Read through the lines below for the string "EditPeer" and copy each one that has it.

[Collected data entries]
◇ ◇ ◇ ◇

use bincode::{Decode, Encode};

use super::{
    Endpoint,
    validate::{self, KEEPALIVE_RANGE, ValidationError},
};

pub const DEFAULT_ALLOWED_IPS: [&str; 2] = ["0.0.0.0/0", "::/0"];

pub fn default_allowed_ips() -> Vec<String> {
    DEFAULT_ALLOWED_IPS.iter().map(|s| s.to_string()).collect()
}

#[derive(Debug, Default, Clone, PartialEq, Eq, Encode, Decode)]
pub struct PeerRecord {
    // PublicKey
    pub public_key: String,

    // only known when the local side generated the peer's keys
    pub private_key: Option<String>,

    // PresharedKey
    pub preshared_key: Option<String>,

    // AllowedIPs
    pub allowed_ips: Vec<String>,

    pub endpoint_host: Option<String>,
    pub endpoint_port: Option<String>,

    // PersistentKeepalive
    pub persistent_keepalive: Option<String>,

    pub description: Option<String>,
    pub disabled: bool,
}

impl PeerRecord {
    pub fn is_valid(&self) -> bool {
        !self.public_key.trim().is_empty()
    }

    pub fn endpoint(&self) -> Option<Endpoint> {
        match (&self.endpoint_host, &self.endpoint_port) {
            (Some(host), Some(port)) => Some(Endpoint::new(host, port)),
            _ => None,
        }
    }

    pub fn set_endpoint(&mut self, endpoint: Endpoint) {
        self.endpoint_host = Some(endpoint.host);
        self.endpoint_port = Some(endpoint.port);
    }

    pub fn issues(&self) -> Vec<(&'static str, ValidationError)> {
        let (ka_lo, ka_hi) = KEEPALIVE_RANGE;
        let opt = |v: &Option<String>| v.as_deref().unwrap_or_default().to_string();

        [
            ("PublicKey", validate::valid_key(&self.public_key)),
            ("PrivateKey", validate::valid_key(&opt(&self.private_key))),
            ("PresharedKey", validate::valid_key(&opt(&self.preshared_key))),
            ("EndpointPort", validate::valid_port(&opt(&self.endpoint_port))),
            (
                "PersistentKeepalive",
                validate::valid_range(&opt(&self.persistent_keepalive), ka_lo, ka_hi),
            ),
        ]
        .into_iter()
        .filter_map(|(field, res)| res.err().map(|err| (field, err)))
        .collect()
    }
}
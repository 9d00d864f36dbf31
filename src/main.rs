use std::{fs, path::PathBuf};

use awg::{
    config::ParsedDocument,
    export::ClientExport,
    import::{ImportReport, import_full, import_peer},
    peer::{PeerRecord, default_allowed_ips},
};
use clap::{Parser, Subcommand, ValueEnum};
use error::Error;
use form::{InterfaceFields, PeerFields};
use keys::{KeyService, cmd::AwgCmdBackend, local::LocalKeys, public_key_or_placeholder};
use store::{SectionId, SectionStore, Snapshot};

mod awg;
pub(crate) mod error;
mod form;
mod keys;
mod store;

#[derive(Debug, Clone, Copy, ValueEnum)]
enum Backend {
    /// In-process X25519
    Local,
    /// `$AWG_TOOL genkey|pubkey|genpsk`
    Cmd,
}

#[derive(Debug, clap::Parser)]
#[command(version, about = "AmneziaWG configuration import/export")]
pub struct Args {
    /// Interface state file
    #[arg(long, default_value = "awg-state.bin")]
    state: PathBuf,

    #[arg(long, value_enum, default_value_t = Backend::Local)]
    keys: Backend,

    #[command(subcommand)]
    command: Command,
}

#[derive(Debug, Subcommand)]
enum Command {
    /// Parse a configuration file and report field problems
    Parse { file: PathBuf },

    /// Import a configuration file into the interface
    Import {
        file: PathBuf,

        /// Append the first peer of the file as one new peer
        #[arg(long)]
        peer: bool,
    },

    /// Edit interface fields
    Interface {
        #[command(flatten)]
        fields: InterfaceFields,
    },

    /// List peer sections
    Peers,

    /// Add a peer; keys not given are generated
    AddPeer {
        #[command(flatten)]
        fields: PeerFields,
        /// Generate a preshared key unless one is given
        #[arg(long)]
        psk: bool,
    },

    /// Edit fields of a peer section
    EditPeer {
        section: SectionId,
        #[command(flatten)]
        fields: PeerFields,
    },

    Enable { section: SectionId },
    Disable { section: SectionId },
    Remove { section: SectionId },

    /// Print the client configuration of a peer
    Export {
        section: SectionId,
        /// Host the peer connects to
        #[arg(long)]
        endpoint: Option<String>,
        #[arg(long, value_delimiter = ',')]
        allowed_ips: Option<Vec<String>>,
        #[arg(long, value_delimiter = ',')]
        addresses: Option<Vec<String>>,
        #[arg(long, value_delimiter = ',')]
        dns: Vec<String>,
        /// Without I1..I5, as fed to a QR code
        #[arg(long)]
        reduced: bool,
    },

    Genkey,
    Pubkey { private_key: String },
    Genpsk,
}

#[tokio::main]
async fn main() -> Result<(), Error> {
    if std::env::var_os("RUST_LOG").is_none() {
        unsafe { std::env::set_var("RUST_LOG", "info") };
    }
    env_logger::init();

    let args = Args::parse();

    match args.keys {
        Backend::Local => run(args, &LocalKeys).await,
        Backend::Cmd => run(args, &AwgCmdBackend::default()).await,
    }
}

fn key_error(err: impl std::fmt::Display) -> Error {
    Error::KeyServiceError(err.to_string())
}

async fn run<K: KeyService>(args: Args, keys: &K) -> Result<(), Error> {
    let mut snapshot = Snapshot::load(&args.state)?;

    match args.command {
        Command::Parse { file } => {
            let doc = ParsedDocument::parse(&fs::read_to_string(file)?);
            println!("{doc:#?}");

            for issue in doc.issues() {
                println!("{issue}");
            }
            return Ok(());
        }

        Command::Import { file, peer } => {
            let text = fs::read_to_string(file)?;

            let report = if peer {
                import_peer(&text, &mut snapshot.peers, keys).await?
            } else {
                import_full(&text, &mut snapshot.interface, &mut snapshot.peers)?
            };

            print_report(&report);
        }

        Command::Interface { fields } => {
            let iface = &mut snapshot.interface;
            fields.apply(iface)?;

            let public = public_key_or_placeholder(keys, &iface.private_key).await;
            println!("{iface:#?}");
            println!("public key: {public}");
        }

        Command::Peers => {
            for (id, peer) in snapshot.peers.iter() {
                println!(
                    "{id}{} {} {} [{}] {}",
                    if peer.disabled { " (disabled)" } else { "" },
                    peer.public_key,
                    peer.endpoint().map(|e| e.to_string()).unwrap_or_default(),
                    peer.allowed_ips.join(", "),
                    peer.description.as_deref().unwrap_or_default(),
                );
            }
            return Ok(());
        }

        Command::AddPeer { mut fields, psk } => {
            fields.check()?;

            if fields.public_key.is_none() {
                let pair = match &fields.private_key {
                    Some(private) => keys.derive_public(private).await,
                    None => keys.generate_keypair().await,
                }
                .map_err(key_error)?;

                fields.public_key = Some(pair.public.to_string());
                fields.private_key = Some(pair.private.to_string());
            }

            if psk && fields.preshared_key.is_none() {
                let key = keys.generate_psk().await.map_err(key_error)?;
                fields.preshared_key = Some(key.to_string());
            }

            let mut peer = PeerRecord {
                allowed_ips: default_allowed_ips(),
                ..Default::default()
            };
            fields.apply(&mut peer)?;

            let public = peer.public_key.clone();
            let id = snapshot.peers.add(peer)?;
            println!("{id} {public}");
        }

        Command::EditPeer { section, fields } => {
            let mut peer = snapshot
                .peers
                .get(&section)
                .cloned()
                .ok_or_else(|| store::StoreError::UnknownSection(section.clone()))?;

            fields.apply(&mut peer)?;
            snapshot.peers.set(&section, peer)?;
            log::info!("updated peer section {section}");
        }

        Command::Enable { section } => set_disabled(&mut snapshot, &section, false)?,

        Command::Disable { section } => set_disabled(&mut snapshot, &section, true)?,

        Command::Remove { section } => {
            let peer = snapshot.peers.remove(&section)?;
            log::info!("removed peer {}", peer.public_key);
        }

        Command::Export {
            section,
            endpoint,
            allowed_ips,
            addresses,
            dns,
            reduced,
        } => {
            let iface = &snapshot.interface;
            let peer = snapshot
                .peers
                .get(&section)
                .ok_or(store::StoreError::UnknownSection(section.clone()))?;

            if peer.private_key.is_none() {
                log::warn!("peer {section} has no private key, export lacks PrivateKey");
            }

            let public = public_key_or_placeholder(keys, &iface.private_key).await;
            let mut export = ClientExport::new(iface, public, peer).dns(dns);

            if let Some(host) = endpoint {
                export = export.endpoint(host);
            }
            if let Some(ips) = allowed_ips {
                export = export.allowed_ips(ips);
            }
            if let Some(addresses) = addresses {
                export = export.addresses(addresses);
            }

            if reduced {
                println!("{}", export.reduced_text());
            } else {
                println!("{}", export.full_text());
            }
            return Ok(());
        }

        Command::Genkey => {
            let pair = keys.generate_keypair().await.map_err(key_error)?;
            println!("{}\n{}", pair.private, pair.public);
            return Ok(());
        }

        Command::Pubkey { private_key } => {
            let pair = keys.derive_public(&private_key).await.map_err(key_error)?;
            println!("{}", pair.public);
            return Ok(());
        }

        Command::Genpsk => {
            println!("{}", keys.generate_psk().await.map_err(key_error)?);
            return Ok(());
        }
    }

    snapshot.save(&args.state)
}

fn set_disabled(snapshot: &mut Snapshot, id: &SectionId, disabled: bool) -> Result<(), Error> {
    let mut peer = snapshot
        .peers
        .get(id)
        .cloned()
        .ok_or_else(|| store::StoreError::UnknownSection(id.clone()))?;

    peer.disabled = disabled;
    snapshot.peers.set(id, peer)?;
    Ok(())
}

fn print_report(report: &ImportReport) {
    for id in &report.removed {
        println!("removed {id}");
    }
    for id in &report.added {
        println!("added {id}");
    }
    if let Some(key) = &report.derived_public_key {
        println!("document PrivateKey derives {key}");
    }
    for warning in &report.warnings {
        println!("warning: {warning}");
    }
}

◇ ◇ ◇ ◇

*Your solution*:
    EditPeer {
        Command::EditPeer { section, fields } => {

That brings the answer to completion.